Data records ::
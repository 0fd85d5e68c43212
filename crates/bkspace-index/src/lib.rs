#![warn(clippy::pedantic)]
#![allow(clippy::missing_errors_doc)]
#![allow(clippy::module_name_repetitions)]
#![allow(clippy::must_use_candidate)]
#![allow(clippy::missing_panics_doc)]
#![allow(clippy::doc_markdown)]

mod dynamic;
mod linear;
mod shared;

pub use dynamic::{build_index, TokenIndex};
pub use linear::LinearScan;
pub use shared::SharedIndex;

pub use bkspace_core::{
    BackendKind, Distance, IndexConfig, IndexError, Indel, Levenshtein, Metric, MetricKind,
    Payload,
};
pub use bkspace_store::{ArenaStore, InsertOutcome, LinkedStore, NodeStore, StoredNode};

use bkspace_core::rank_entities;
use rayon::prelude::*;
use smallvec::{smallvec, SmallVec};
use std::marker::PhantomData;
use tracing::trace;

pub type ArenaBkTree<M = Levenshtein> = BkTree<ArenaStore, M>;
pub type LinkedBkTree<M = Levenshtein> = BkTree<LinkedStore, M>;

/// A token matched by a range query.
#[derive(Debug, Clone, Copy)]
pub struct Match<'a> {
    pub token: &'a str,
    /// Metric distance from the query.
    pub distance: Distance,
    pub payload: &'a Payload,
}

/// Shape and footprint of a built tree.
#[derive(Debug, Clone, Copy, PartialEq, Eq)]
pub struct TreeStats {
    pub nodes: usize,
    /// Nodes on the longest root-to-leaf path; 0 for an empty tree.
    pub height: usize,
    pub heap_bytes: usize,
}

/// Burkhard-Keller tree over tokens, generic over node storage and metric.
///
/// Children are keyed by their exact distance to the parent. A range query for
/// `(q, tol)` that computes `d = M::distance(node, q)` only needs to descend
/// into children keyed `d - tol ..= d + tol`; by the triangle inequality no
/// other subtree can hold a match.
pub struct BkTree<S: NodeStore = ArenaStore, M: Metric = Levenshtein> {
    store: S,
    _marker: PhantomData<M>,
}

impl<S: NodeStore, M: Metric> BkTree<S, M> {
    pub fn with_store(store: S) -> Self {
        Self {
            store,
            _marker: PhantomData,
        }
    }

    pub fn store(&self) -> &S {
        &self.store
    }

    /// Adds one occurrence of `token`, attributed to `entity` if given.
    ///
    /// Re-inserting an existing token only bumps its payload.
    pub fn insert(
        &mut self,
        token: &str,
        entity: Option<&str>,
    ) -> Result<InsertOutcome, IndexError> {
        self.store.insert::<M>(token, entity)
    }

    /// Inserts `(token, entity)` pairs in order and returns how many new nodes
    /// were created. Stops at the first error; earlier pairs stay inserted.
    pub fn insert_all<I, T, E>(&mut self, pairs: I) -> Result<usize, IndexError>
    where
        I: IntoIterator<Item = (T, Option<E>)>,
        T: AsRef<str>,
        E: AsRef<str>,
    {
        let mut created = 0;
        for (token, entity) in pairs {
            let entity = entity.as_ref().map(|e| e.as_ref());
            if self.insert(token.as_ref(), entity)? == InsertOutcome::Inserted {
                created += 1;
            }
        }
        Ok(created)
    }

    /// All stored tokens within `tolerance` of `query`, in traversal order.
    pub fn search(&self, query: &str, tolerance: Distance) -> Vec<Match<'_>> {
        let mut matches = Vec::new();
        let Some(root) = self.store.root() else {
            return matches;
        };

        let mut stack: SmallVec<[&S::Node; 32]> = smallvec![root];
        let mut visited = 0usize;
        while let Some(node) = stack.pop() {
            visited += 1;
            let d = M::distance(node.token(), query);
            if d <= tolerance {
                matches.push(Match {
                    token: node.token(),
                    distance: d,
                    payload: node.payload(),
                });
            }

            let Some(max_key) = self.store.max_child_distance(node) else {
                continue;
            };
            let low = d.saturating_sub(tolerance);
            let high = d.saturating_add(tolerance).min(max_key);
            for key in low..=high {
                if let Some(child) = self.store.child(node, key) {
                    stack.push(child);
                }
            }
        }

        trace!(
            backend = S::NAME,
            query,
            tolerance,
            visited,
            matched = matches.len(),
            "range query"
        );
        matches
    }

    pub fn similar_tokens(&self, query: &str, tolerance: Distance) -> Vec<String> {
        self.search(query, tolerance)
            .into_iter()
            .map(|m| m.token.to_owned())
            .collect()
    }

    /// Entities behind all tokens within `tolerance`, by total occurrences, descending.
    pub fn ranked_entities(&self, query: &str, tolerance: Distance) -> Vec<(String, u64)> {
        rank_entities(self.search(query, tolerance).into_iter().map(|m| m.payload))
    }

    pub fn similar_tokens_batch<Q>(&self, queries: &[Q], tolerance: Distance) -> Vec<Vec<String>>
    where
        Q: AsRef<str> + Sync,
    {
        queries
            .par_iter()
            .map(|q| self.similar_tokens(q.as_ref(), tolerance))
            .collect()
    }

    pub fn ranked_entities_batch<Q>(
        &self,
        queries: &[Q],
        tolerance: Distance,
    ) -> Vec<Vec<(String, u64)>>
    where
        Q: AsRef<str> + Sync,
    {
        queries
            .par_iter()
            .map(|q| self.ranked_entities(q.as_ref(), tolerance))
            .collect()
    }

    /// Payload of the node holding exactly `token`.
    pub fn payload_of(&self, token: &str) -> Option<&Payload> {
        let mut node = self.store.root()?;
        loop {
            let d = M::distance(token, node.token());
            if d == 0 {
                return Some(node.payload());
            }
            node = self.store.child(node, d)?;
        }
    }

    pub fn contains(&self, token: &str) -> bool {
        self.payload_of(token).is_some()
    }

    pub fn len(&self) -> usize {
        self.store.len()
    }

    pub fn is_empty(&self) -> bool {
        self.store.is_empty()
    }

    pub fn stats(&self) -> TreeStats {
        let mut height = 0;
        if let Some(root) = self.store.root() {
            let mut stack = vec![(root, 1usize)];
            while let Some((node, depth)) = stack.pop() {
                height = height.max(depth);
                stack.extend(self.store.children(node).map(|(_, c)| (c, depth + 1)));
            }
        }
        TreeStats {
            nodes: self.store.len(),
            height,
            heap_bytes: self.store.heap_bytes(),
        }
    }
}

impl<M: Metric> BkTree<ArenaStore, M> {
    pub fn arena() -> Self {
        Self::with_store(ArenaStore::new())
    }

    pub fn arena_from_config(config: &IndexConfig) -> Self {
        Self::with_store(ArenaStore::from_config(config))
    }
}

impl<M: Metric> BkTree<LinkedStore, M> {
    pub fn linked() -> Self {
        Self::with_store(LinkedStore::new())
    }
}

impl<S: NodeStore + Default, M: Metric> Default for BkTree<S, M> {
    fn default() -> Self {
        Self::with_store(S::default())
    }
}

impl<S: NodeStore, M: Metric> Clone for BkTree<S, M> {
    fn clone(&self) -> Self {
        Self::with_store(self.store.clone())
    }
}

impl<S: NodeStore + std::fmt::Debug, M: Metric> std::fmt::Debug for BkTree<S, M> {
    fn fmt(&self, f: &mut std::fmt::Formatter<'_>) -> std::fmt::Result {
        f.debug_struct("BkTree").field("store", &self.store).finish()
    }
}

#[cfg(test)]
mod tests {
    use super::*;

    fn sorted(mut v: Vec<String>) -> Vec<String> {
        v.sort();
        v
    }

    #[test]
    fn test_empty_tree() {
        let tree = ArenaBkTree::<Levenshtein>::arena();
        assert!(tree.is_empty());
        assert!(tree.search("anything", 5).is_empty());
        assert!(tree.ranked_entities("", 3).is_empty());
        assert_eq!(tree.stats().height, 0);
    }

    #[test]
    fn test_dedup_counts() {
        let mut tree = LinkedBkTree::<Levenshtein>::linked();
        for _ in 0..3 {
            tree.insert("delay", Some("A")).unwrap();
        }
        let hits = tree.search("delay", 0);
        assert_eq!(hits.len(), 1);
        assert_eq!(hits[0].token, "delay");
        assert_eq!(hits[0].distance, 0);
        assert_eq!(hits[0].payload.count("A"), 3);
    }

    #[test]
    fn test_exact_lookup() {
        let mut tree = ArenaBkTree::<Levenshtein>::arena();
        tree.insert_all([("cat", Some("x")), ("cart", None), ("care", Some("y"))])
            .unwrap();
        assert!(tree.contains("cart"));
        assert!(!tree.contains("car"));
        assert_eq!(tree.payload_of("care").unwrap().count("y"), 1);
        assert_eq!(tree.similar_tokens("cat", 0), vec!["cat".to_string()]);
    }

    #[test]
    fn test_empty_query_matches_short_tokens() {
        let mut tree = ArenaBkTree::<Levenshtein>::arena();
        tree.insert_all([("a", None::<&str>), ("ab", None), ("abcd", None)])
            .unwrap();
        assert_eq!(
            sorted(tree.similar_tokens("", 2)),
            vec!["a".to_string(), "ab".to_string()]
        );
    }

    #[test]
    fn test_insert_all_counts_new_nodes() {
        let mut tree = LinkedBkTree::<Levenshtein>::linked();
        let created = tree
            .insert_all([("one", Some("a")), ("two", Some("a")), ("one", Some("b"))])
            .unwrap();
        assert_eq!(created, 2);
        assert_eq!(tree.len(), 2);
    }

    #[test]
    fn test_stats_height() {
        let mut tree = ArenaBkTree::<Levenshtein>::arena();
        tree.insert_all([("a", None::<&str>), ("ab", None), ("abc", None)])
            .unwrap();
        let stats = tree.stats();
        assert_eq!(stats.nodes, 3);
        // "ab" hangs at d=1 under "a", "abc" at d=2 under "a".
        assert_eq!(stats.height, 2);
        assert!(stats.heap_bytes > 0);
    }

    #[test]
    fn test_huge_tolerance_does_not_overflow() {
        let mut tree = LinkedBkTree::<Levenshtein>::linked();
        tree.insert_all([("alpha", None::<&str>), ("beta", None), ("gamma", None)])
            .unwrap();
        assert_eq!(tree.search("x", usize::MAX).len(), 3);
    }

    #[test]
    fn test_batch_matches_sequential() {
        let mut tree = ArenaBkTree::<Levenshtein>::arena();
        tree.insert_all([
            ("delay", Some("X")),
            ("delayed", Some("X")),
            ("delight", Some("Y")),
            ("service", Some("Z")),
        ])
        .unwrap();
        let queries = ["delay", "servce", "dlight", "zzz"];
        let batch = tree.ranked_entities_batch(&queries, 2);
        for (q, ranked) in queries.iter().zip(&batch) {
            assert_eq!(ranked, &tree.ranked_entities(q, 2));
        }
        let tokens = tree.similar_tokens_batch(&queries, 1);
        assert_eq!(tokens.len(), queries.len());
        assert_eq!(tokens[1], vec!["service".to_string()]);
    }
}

INSTRUCTIONS FOR THE TASK :: Write down every line of the data above that includes the string "created".

THE COMPLETED TASK ::
    /// were created. Stops at the first error; earlier pairs stay inserted.
        let mut created = 0;
                created += 1;
        Ok(created)
        let created = tree
        assert_eq!(created, 2);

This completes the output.